(Collected data)
.....

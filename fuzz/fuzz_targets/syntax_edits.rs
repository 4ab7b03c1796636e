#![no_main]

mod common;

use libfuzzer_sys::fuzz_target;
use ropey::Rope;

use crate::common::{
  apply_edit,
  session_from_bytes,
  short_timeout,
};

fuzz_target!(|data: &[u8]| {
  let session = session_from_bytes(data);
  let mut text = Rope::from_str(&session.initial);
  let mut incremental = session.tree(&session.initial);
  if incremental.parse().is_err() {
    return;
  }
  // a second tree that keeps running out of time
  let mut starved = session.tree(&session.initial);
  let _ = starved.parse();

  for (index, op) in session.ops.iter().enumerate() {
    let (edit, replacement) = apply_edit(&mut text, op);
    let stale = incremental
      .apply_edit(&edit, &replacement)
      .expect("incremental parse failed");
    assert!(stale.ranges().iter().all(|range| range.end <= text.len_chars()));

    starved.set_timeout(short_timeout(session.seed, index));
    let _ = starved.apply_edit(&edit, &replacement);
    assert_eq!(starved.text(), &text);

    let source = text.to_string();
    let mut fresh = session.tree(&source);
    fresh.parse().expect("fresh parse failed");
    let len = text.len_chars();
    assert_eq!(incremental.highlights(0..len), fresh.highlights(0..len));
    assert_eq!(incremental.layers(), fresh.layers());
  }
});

.....

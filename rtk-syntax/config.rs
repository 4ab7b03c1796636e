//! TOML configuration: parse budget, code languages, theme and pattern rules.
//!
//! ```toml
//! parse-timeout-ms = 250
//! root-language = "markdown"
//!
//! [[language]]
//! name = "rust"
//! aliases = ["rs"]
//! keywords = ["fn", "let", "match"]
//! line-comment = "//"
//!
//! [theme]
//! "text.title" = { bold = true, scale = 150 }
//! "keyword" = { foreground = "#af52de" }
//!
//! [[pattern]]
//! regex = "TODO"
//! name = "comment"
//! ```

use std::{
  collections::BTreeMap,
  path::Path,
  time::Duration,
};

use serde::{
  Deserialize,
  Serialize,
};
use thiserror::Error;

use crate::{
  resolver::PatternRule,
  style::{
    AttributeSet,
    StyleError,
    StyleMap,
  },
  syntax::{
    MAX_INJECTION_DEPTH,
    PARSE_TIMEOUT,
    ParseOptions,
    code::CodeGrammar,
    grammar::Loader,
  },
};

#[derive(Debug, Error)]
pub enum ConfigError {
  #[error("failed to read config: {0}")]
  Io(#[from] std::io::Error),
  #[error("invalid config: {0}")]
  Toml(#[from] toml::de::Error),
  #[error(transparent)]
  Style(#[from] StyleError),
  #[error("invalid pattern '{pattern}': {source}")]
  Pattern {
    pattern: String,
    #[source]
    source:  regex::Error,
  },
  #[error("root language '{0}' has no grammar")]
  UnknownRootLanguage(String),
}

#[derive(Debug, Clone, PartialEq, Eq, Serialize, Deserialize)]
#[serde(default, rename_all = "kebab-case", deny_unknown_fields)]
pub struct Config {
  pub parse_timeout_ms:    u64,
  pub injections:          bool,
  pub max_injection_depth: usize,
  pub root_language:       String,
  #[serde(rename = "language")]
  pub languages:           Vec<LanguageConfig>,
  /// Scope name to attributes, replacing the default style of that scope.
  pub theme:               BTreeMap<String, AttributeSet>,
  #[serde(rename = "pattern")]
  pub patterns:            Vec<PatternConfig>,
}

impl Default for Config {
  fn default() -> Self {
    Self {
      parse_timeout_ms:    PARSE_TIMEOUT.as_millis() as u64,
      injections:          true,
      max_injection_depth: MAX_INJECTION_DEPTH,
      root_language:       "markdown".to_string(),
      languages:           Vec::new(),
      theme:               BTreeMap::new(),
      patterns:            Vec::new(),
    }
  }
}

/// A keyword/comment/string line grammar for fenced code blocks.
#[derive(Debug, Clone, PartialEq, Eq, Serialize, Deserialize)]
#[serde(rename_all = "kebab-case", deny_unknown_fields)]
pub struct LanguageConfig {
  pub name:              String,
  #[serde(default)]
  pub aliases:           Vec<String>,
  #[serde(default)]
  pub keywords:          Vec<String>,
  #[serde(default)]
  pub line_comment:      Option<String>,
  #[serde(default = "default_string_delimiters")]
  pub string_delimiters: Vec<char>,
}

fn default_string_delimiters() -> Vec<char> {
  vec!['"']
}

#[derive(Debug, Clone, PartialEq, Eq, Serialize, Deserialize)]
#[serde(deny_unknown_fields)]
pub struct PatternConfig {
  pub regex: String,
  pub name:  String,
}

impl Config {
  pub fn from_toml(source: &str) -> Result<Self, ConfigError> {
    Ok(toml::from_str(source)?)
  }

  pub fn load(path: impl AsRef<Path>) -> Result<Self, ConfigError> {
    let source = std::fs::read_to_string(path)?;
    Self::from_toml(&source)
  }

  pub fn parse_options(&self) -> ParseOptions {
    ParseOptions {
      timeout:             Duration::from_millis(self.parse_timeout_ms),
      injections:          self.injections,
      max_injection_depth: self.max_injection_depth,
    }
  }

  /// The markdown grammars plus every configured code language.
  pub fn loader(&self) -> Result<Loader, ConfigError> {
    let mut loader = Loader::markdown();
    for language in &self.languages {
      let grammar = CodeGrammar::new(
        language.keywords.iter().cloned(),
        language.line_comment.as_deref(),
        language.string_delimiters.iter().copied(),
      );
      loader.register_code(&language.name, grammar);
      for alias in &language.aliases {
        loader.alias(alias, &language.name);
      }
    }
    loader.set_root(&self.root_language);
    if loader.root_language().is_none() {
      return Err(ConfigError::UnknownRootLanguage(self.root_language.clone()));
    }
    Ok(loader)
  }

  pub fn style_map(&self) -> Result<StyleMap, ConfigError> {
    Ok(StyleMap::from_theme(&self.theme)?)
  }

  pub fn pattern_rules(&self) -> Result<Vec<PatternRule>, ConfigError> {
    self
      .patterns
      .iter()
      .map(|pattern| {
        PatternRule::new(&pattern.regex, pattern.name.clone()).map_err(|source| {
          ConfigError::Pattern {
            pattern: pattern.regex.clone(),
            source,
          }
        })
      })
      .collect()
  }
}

.....

Required work:
Look over the records above, and wherever a line contains the string "languages", copy that line.

Finished exercise:
//! TOML configuration: parse budget, code languages, theme and pattern rules.
  pub languages:           Vec<LanguageConfig>,
      languages:           Vec::new(),
    for language in &self.languages {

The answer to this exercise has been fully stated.